Berangkat dari Cermin

, , No Comments

Keadaan selalu tak bisa disalahkan. Karena ada yang selalu lebih berhak dipersalahkan ketimbangnya. Keadaan adalah berbicara waktu. Yang mana akan selalu melaju kecuali ia menghentikannya sendiri. Pernah ia melacur kepada manusia? Tidak. Tidak pernah dan tidak akan mau. Manusialah yang banyak melacur kepadanya dalam bentuk bermacam-macam.

Beberapa waktu ini pikiranku disibukkan dengan urusan timbang-menimbang. Bukan soal akademik. Bukan pula soal ekonomi. Tidak jauh-jauh dari persoalan keadaan tadi:

Aku mengenalnya sudah sekitar 5 tahun lamanya. Awalnya, ia biasa saja. Pelan-pelan seiring berjalannya waktu, aku mulai melihat samar terdapat magnet dalam dirinya. Perasaan kacau. Antara ingin mendekat atau menjauh. Ya, aku belum tau komposisi magnet tersebut. Apakah kebanyakan unsur penarik atau penolak (dari diriku).

Buruknya, aku sampai sekarang belum mengetahui pasti jenis dari magnetku sendiri. Jadi dapat dibayangkan, kesulitanku menebak-nebak dia sedangkan aku sendiri belum mengenalku intim. Ada atau tidak saja aku belum yakin.

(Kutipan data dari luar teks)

// Derives a terminal (or in-flight) outcome for a signal from its event
// history, and aggregates outcomes across signals into summary stats.

use std::collections::HashMap;

use chrono::Duration;
use uuid::Uuid;

use crate::model::{Signal, SignalEvent};
use crate::types::{EventKind, OutcomeResult, SignalStatus};

#[derive(Debug, Clone)]
pub struct SignalOutcome {
    pub signal_id: Uuid,
    pub result: OutcomeResult,
    pub exit_price: Option<f64>,
    pub r_value: Option<f64>,
    pub tp_levels_hit: Vec<u8>,
    pub mfe: Option<f64>,
    pub mae: Option<f64>,
    pub duration: Option<Duration>,
}

/// Resolve a single signal's outcome from its current state plus its
/// event history (used for MFE/MAE and duration, which the `Signal`
/// struct itself does not retain).
pub fn resolve(signal: &Signal, events: &[SignalEvent]) -> SignalOutcome {
    let tp_levels_hit = events
        .iter()
        .filter_map(|e| match e.kind {
            EventKind::Tp1Hit => Some(1),
            EventKind::Tp2Hit => Some(2),
            EventKind::Tp3Hit => Some(3),
            _ => None,
        })
        .collect::<Vec<u8>>();

    let result = match signal.status {
        SignalStatus::SlHit => {
            if tp_levels_hit.is_empty() {
                OutcomeResult::Loss
            } else {
                OutcomeResult::Partial
            }
        }
        SignalStatus::Tp3Hit => OutcomeResult::Win,
        SignalStatus::Closed => {
            if !tp_levels_hit.is_empty() {
                OutcomeResult::Win
            } else {
                OutcomeResult::Closed
            }
        }
        SignalStatus::Invalid => OutcomeResult::Closed,
        SignalStatus::Pending
        | SignalStatus::Active
        | SignalStatus::Tp1Hit
        | SignalStatus::Tp2Hit => OutcomeResult::Open,
    };

    let (mfe, mae) = compute_mfe_mae(signal, events);

    let entry_hit_at = events
        .iter()
        .find(|e| e.kind == EventKind::EntryHit)
        .map(|e| e.event_timestamp);
    let duration = match (entry_hit_at, signal.closure_timestamp) {
        (Some(start), Some(end)) => Some(end - start),
        _ => None,
    };

    SignalOutcome {
        signal_id: signal.id,
        result,
        exit_price: signal.exit_price,
        r_value: signal.r_value,
        tp_levels_hit,
        mfe,
        mae,
        duration,
    }
}

fn compute_mfe_mae(signal: &Signal, events: &[SignalEvent]) -> (Option<f64>, Option<f64>) {
    let mut best: Option<f64> = None;
    let mut worst: Option<f64> = None;
    for event in events {
        if event.kind != EventKind::PriceUpdate {
            continue;
        }
        let Some(price) = event.price else { continue };
        let r = signal.r_value_at(price);
        best = Some(best.map_or(r, |b: f64| b.max(r)));
        worst = Some(worst.map_or(r, |w: f64| w.min(r)));
    }
    (best, worst)
}

#[derive(Debug, Clone, Default)]
pub struct OutcomeAggregate {
    pub count: usize,
    pub wins: usize,
    pub losses: usize,
    pub partials: usize,
    pub win_rate: f64,
    pub tp_hit_rates: HashMap<u8, f64>,
    pub mean_r: f64,
    pub best_r: f64,
    pub worst_r: f64,
    pub total_r: f64,
    pub profit_factor: f64,
    pub expectancy: f64,
    pub avg_duration_secs: Option<f64>,
}

const PROFIT_FACTOR_DENOM_FLOOR: f64 = 1e-9;

/// Aggregate outcomes into summary statistics. Every division is guarded;
/// an empty slice returns a zeroed-out aggregate rather than dividing by
/// zero.
pub fn aggregate(outcomes: &[SignalOutcome]) -> OutcomeAggregate {
    if outcomes.is_empty() {
        return OutcomeAggregate::default();
    }

    let count = outcomes.len();
    let wins = outcomes
        .iter()
        .filter(|o| o.result == OutcomeResult::Win)
        .count();
    let losses = outcomes
        .iter()
        .filter(|o| o.result == OutcomeResult::Loss)
        .count();
    let partials = outcomes
        .iter()
        .filter(|o| o.result == OutcomeResult::Partial)
        .count();

    let win_rate = wins as f64 / count as f64;

    let mut tp_counts: HashMap<u8, usize> = HashMap::new();
    for o in outcomes {
        for tp in &o.tp_levels_hit {
            *tp_counts.entry(*tp).or_insert(0) += 1;
        }
    }
    let tp_hit_rates = tp_counts
        .into_iter()
        .map(|(tp, n)| (tp, n as f64 / count as f64))
        .collect();

    let r_values: Vec<f64> = outcomes.iter().filter_map(|o| o.r_value).collect();
    let total_r: f64 = r_values.iter().sum();
    let mean_r = if r_values.is_empty() {
        0.0
    } else {
        total_r / r_values.len() as f64
    };
    let best_r = r_values.iter().cloned().fold(f64::MIN, f64::max);
    let worst_r = r_values.iter().cloned().fold(f64::MAX, f64::min);
    let best_r = if best_r == f64::MIN { 0.0 } else { best_r };
    let worst_r = if worst_r == f64::MAX { 0.0 } else { worst_r };

    let positive_sum: f64 = r_values.iter().filter(|&&r| r > 0.0).sum();
    let negative_sum: f64 = r_values.iter().filter(|&&r| r < 0.0).sum::<f64>().abs();
    let profit_factor = positive_sum / negative_sum.max(PROFIT_FACTOR_DENOM_FLOOR);

    let durations: Vec<f64> = outcomes
        .iter()
        .filter_map(|o| o.duration)
        .map(|d| d.num_seconds() as f64)
        .collect();
    let avg_duration_secs = if durations.is_empty() {
        None
    } else {
        Some(durations.iter().sum::<f64>() / durations.len() as f64)
    };

    OutcomeAggregate {
        count,
        wins,
        losses,
        partials,
        win_rate,
        tp_hit_rates,
        mean_r,
        best_r,
        worst_r,
        total_r,
        profit_factor,
        expectancy: mean_r,
        avg_duration_secs,
    }
}

/// Group outcomes by provider and aggregate each group independently.
pub fn aggregate_by_provider(
    outcomes_with_provider: &[(Uuid, SignalOutcome)],
) -> HashMap<Uuid, OutcomeAggregate> {
    let mut grouped: HashMap<Uuid, Vec<SignalOutcome>> = HashMap::new();
    for (provider_id, outcome) in outcomes_with_provider {
        grouped
            .entry(*provider_id)
            .or_default()
            .push(outcome.clone());
    }
    grouped
        .into_iter()
        .map(|(provider_id, outs)| (provider_id, aggregate(&outs)))
        .collect()
}

#[cfg(test)]
mod tests {
    use super::*;
    use crate::model::Signal;
    use crate::types::{AssetClass, DetectionSource, Direction};
    use chrono::Utc;
    use serde_json::json;

    fn signal() -> Signal {
        Signal::new(
            Uuid::new_v4(),
            "BTCUSDT".into(),
            AssetClass::Crypto,
            Direction::Long,
            100.0,
            95.0,
            110.0,
            None,
            None,
            Utc::now(),
            json!({}),
            None,
            None,
        )
        .unwrap()
    }

    #[test]
    fn sl_hit_with_no_tp_is_loss() {
        let mut s = signal();
        s.status = SignalStatus::Active;
        s.close(SignalStatus::SlHit, 95.0, "SL_HIT", Utc::now()).unwrap();
        let outcome = resolve(&s, &[]);
        assert_eq!(outcome.result, OutcomeResult::Loss);
    }

    #[test]
    fn tp3_is_win() {
        let mut s = signal();
        s.status = SignalStatus::Tp3Hit;
        let outcome = resolve(&s, &[]);
        assert_eq!(outcome.result, OutcomeResult::Win);
    }

    #[test]
    fn empty_aggregate_is_zeroed() {
        let agg = aggregate(&[]);
        assert_eq!(agg.count, 0);
        assert_eq!(agg.win_rate, 0.0);
        assert_eq!(agg.profit_factor, 0.0);
    }

    #[test]
    fn aggregate_matches_single_outcome() {
        let mut s = signal();
        s.status = SignalStatus::Active;
        s.close(SignalStatus::SlHit, 95.0, "SL_HIT", Utc::now()).unwrap();
        let outcome = resolve(&s, &[]);
        let agg = aggregate(std::slice::from_ref(&outcome));
        assert_eq!(agg.count, 1);
        assert_eq!(agg.total_r, outcome.r_value.unwrap());
    }

    #[test]
    fn mfe_mae_from_price_updates() {
        let mut s = signal();
        s.status = SignalStatus::Active;
        let events = vec![
            SignalEvent::new(s.id, EventKind::PriceUpdate, Some(108.0), DetectionSource::Polling, Utc::now(), json!({})),
            SignalEvent::new(s.id, EventKind::PriceUpdate, Some(97.0), DetectionSource::Polling, Utc::now(), json!({})),
        ];
        let outcome = resolve(&s, &events);
        assert_eq!(outcome.mfe, Some(1.6));
        assert_eq!(outcome.mae, Some(-0.6));
    }
}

Seandainya benar, pastilah hubungan kedua makhluk ini sudah berbeda sifatnya. Apakah bisa dijamah bahkan dijelajah orang lain, atau eksklusif VVIP yang tak sembarangan orang memperoleh aksesnya. Bisa dibilang kita belum benar-benar saling mengenal secara hati ke hati.

Aku adalah orang yang beruntung di semesta ini. Berdiri diatas kaki sendiri. Makan dengan tangan sendiri. Ngomong dengan mulut sendiri. Walaupun yah, itu semua bermula dari kandungan Ibu. Kalau begitu boleh senang sedikit dengan catatan perbanyak prihatin dan tangguhkan batin.

Mereka mengenalku. Sebagai manusia atau pecundang. Atau mungkin blasteran, yang si manusia pecundang. Semuamua membuatku terus-menerus mencermati cermin. Kemudian bertanya-tanya, rejeki apa yang dikaruniakan-Nya kepadaku. Apakah aku sehina ini?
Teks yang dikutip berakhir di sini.